▶ _EXERCISE PROMPT_
Only a slice of the listing below is wanted. Retype the lines from the one containing "let (energy, breakpoints, interpolation)" through the one containing "let eout_ncols = eout.ncols();", exactly, both ends included.

▶ _RECORDS TO PROCESS_
####

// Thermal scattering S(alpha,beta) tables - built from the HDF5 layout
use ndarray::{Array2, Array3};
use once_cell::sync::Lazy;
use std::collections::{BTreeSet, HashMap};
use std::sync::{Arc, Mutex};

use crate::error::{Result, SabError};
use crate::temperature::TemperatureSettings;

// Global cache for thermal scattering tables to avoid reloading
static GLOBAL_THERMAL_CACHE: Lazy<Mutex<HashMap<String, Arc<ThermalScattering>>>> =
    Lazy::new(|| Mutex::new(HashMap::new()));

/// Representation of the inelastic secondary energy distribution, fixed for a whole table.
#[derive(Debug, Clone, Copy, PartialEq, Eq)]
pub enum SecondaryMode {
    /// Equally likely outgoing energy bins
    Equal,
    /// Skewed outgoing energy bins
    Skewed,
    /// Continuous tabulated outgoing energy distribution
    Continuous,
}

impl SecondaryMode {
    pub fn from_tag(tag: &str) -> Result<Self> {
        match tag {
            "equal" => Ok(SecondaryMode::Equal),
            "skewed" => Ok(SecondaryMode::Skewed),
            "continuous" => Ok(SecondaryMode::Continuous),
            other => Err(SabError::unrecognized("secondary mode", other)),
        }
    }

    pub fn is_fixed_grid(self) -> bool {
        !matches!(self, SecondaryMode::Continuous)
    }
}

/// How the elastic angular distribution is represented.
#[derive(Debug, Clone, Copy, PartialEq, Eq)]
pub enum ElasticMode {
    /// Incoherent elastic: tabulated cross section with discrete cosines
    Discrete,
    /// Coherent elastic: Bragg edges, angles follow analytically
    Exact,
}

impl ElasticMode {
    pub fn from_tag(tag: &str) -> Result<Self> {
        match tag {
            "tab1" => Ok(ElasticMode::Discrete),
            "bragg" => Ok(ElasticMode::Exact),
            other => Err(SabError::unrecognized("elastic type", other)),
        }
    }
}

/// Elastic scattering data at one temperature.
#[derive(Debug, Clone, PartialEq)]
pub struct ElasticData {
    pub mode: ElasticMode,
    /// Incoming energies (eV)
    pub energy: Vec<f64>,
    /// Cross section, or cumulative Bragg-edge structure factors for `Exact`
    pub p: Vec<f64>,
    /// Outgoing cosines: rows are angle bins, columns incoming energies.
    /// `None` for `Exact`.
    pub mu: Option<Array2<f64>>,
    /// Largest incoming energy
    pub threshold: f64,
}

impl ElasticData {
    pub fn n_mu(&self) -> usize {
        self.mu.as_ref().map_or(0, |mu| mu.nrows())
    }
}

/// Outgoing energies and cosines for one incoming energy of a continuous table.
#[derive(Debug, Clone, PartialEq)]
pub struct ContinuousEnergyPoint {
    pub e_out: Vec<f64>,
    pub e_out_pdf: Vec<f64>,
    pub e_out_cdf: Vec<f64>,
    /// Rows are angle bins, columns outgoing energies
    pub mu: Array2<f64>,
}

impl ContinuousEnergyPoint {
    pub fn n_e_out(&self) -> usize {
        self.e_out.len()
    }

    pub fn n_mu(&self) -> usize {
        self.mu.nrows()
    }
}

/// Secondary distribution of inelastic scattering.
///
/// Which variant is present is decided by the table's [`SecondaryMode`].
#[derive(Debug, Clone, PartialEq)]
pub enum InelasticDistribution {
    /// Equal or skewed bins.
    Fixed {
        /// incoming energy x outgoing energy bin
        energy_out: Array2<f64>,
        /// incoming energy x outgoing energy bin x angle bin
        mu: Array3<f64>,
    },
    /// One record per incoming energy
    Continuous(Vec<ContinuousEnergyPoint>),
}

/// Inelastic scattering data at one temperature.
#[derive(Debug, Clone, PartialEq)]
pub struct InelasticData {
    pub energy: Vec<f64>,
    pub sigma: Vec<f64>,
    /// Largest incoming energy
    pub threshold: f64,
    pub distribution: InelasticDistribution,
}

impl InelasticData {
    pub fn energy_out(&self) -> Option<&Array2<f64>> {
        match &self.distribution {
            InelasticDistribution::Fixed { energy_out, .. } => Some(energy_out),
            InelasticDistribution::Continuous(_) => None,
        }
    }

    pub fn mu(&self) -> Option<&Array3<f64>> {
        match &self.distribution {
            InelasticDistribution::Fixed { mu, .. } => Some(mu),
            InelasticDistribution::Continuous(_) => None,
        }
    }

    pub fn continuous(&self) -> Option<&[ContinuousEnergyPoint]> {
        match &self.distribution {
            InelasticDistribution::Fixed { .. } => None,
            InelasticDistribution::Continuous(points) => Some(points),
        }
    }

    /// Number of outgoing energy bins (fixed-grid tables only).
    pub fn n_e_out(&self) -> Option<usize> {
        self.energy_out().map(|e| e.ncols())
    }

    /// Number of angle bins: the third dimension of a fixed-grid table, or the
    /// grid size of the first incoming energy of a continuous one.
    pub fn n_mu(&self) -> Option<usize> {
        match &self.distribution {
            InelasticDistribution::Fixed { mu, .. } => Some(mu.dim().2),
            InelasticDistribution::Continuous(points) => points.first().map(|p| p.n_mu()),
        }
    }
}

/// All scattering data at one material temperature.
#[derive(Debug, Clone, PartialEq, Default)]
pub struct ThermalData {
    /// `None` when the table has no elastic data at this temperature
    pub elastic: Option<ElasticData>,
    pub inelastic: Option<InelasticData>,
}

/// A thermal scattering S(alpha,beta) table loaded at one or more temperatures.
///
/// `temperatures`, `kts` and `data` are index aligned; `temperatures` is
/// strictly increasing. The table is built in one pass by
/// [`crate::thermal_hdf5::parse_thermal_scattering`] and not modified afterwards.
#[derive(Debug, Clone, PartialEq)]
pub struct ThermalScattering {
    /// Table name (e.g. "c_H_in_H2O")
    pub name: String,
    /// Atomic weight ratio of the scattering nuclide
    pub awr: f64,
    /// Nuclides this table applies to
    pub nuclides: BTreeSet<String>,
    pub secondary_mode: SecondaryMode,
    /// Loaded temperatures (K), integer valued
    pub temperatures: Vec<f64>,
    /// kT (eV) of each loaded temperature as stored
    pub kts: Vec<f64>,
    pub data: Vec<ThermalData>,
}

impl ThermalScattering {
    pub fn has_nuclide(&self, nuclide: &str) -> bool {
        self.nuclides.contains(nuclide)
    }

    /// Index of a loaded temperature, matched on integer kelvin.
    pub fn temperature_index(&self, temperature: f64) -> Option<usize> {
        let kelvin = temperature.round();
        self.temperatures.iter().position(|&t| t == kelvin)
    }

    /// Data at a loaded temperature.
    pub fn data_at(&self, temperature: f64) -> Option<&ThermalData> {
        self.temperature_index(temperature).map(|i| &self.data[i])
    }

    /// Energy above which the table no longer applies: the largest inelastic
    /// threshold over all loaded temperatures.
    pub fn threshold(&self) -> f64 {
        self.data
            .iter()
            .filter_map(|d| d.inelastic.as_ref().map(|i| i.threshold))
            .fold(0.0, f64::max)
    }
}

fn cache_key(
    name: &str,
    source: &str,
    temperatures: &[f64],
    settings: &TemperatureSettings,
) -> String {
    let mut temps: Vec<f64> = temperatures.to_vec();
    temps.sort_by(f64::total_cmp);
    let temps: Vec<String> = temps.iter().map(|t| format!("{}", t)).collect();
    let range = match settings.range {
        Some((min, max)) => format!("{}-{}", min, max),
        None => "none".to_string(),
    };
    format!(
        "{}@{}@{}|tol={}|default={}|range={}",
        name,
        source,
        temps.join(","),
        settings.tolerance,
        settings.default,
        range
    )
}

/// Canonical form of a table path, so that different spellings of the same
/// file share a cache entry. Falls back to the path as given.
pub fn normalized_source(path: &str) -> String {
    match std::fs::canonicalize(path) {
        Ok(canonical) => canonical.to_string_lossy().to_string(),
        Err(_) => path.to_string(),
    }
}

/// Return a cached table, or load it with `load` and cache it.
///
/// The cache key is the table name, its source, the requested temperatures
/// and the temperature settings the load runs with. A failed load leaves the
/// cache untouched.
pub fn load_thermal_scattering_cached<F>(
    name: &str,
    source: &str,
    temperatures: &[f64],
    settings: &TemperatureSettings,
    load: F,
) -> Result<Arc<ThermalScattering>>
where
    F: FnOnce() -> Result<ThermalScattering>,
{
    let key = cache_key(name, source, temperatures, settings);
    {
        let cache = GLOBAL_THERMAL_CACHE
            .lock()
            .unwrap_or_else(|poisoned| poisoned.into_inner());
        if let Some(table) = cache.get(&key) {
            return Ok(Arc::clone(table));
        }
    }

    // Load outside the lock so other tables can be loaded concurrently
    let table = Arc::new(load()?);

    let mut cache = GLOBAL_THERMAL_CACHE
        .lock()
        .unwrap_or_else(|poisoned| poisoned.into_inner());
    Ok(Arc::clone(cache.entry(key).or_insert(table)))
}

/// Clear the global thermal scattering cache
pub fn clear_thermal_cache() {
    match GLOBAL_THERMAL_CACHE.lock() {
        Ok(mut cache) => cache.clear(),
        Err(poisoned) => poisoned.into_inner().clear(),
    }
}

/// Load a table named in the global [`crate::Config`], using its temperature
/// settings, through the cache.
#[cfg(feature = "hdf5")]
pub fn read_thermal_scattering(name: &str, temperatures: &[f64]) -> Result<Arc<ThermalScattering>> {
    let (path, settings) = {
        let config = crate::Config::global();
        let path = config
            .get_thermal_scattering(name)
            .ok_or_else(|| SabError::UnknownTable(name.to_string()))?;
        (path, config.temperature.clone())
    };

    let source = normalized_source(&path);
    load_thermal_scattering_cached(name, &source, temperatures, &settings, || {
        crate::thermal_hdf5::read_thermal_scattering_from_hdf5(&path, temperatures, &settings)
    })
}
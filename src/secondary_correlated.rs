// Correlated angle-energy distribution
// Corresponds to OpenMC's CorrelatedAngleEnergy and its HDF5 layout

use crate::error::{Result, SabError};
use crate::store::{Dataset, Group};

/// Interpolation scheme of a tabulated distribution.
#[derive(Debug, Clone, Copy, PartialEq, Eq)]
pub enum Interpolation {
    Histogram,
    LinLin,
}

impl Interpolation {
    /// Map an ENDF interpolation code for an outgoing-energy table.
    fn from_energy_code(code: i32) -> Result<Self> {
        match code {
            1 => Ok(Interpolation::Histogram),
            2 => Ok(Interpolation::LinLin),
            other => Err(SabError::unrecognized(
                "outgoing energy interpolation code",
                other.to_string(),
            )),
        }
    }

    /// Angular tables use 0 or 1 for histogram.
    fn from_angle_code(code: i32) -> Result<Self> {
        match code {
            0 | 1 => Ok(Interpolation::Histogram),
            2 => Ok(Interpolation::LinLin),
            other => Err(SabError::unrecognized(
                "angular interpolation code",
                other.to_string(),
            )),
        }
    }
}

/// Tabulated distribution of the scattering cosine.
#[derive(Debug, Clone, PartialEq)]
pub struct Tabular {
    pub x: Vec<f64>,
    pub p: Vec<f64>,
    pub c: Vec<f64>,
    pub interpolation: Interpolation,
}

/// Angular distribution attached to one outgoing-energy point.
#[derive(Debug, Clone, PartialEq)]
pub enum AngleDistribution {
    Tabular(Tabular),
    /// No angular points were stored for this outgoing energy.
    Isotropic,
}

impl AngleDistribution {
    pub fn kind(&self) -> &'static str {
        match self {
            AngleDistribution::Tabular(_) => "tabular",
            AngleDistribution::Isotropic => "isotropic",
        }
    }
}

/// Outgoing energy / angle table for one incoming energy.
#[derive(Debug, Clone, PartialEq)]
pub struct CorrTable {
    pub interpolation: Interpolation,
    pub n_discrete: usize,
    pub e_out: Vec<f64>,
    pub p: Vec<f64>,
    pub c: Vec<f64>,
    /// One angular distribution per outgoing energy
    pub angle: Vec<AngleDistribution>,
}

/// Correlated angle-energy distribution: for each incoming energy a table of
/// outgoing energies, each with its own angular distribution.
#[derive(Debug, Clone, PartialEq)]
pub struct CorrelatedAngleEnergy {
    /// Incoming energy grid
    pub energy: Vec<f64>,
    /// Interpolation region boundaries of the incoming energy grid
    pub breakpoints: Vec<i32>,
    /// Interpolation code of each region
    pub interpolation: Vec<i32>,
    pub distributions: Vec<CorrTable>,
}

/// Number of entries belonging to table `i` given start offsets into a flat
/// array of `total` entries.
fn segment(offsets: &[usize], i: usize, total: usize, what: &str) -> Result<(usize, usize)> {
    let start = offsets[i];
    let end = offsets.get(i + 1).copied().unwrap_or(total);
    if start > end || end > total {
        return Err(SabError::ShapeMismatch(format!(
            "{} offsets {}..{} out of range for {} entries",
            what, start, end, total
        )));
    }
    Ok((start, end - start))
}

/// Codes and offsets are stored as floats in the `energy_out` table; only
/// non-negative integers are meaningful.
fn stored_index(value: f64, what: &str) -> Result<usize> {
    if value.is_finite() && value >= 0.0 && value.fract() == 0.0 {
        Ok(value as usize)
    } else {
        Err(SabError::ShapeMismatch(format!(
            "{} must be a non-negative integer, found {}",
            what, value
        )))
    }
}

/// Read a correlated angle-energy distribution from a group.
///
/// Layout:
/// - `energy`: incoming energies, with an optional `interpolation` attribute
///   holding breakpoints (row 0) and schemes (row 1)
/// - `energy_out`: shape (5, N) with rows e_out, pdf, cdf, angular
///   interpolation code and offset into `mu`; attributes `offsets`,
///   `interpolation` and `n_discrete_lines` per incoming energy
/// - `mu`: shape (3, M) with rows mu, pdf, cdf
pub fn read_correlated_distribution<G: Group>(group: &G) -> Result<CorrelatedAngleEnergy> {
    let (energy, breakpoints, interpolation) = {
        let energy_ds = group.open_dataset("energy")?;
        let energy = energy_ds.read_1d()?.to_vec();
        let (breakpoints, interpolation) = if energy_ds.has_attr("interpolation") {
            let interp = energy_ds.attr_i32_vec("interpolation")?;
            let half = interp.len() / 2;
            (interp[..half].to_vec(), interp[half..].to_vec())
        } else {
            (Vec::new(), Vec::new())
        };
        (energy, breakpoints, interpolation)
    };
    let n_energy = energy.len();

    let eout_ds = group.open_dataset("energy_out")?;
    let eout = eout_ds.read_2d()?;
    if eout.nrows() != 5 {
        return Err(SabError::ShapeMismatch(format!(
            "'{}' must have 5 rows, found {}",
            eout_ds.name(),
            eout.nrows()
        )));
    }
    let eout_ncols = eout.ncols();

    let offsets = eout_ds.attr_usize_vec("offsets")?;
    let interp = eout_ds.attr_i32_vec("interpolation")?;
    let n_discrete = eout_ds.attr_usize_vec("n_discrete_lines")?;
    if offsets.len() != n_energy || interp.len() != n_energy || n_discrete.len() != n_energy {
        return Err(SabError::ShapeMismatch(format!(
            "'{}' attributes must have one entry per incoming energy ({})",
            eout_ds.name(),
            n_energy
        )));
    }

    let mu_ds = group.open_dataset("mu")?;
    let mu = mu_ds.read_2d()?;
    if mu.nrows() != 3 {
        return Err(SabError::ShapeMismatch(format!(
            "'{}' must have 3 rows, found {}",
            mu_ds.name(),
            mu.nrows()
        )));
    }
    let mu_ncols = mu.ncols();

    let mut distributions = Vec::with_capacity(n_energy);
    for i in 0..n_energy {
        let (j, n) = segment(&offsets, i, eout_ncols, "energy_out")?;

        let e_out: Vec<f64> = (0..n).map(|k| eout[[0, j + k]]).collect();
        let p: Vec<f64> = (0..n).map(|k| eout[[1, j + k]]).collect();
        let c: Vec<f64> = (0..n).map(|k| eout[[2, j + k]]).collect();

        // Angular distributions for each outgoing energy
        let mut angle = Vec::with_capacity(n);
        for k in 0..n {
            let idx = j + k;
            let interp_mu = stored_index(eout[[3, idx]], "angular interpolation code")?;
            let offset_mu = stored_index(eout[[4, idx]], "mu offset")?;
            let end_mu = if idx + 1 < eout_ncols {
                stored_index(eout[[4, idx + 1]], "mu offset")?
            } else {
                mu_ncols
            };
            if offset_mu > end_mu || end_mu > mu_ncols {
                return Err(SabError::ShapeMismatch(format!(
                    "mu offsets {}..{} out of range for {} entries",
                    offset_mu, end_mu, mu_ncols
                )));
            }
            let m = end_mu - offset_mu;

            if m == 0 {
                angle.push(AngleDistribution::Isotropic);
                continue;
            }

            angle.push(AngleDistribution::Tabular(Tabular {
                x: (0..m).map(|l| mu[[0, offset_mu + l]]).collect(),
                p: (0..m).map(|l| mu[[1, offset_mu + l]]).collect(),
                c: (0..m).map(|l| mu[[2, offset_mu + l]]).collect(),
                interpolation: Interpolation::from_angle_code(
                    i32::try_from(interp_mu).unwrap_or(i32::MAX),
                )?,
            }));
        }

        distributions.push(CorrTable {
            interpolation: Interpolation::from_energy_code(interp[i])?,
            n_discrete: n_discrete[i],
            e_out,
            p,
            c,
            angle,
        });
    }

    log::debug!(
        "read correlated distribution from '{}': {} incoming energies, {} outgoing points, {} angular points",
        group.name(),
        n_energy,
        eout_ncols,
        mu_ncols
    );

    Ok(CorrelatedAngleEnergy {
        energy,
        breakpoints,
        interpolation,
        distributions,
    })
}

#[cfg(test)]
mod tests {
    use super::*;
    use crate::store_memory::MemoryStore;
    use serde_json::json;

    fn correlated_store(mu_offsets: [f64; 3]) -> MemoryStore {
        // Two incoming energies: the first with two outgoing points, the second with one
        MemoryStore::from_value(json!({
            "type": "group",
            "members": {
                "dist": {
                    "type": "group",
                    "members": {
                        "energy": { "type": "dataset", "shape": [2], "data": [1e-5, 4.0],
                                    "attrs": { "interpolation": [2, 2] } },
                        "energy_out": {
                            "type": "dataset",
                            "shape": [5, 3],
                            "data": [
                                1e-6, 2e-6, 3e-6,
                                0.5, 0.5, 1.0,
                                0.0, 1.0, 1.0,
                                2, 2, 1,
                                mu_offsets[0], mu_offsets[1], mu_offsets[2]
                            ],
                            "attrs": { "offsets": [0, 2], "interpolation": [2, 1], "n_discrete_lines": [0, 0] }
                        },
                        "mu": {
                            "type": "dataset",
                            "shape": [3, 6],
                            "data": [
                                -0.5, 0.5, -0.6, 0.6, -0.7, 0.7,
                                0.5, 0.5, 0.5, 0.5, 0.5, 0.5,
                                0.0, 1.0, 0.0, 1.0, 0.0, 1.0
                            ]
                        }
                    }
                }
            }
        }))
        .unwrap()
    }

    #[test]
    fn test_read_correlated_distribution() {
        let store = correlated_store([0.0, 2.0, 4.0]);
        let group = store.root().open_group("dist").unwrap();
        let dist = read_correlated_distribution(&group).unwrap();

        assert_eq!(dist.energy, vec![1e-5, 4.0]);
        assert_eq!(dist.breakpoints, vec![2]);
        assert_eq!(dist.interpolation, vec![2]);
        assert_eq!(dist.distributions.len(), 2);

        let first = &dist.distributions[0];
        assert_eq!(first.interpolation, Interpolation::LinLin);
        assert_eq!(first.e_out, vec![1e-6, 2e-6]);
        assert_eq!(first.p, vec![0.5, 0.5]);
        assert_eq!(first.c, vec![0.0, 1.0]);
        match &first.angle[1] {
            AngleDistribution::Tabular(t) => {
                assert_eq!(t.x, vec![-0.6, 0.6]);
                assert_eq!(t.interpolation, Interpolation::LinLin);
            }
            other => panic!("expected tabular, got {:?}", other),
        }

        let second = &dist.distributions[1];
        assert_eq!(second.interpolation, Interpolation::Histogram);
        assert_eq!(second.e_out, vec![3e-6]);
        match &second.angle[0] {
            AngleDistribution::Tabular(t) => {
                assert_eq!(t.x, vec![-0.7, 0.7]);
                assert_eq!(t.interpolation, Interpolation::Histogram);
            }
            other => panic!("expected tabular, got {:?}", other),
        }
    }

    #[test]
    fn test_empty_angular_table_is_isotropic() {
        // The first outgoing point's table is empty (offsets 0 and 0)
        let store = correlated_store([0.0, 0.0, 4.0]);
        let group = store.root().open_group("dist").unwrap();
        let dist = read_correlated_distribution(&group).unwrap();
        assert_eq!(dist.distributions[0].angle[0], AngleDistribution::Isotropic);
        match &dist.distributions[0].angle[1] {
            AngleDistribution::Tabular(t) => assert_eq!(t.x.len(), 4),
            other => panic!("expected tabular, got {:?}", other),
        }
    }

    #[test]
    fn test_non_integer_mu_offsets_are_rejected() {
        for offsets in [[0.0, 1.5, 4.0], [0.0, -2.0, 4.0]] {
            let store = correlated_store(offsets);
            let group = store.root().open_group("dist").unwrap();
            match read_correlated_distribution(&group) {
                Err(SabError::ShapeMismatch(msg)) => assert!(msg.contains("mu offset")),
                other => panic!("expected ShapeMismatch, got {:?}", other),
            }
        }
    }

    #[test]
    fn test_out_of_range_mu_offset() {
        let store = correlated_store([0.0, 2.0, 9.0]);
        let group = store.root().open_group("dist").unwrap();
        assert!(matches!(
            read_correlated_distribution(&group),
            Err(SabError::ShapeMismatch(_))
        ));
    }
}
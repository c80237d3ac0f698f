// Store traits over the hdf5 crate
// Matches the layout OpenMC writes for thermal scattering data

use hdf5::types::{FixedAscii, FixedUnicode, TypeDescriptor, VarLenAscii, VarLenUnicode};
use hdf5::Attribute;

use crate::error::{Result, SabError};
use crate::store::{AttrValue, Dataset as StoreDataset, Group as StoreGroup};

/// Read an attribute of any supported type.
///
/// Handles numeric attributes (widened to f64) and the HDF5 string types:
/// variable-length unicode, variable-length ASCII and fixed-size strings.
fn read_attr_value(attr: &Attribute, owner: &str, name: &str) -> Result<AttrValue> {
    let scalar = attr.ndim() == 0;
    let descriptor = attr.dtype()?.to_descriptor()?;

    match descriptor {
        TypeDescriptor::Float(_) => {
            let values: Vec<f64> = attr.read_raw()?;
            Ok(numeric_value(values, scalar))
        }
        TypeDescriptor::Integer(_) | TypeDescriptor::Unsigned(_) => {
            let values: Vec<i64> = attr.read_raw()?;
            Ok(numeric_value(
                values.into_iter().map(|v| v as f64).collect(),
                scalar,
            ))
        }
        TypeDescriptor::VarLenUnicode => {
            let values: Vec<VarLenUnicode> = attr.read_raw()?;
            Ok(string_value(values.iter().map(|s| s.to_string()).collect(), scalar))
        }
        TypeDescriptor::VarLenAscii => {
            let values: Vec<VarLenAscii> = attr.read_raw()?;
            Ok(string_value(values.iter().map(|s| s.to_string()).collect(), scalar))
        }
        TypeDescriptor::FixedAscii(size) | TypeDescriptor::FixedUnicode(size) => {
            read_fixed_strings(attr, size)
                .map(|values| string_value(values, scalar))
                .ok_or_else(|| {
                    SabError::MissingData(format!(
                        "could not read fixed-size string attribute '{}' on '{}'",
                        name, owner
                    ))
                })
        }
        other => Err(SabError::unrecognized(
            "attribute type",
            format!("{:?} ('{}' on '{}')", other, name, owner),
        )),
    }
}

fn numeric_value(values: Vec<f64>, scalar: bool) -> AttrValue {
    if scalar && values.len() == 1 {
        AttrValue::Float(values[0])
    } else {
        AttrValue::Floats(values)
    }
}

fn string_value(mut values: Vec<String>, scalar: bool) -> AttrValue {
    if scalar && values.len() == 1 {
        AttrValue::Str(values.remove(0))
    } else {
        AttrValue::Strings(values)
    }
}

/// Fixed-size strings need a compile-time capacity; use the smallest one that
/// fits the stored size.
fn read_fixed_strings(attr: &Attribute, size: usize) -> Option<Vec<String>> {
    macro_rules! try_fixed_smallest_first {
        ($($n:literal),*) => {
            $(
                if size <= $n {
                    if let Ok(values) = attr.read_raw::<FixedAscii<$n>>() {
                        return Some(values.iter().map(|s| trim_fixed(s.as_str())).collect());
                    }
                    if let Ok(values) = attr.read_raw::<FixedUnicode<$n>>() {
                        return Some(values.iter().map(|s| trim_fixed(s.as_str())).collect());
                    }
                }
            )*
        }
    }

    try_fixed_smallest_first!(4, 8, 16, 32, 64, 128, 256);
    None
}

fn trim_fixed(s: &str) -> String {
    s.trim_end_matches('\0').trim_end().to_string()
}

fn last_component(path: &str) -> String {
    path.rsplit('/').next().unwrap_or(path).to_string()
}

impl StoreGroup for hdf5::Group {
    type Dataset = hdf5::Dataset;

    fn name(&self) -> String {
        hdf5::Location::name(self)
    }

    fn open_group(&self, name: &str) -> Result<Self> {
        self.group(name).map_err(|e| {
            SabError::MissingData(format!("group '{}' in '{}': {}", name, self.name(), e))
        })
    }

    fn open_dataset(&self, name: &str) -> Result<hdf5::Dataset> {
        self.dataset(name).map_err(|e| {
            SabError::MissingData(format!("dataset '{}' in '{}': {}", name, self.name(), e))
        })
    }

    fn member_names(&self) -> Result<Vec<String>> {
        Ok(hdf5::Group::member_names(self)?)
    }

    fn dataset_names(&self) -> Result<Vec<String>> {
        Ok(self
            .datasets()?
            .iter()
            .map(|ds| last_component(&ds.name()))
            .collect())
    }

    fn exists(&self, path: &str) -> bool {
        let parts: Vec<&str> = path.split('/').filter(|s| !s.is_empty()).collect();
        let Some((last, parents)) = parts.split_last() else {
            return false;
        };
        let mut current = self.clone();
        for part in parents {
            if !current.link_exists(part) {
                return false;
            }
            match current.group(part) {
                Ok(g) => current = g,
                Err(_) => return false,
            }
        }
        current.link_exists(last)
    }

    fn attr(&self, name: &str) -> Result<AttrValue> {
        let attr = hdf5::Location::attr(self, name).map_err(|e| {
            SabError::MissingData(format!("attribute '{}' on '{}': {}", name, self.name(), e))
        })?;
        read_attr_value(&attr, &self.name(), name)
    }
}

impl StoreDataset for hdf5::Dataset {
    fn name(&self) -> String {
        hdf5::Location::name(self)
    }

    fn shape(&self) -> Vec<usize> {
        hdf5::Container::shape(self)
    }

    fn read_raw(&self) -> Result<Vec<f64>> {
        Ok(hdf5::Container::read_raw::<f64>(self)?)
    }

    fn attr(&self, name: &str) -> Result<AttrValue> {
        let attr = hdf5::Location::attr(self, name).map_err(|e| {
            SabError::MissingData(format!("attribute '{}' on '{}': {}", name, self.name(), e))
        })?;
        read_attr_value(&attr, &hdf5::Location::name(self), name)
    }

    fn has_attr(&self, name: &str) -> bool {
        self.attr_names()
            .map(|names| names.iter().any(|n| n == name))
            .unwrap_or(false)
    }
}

####

▶ _ANSWER SPACE_
    let (energy, breakpoints, interpolation) = {
        let energy_ds = group.open_dataset("energy")?;
        let energy = energy_ds.read_1d()?.to_vec();
        let (breakpoints, interpolation) = if energy_ds.has_attr("interpolation") {
            let interp = energy_ds.attr_i32_vec("interpolation")?;
            let half = interp.len() / 2;
            (interp[..half].to_vec(), interp[half..].to_vec())
        } else {
            (Vec::new(), Vec::new())
        };
        (energy, breakpoints, interpolation)
    };
    let n_energy = energy.len();

    let eout_ds = group.open_dataset("energy_out")?;
    let eout = eout_ds.read_2d()?;
    if eout.nrows() != 5 {
        return Err(SabError::ShapeMismatch(format!(
            "'{}' must have 5 rows, found {}",
            eout_ds.name(),
            eout.nrows()
        )));
    }
    let eout_ncols = eout.ncols();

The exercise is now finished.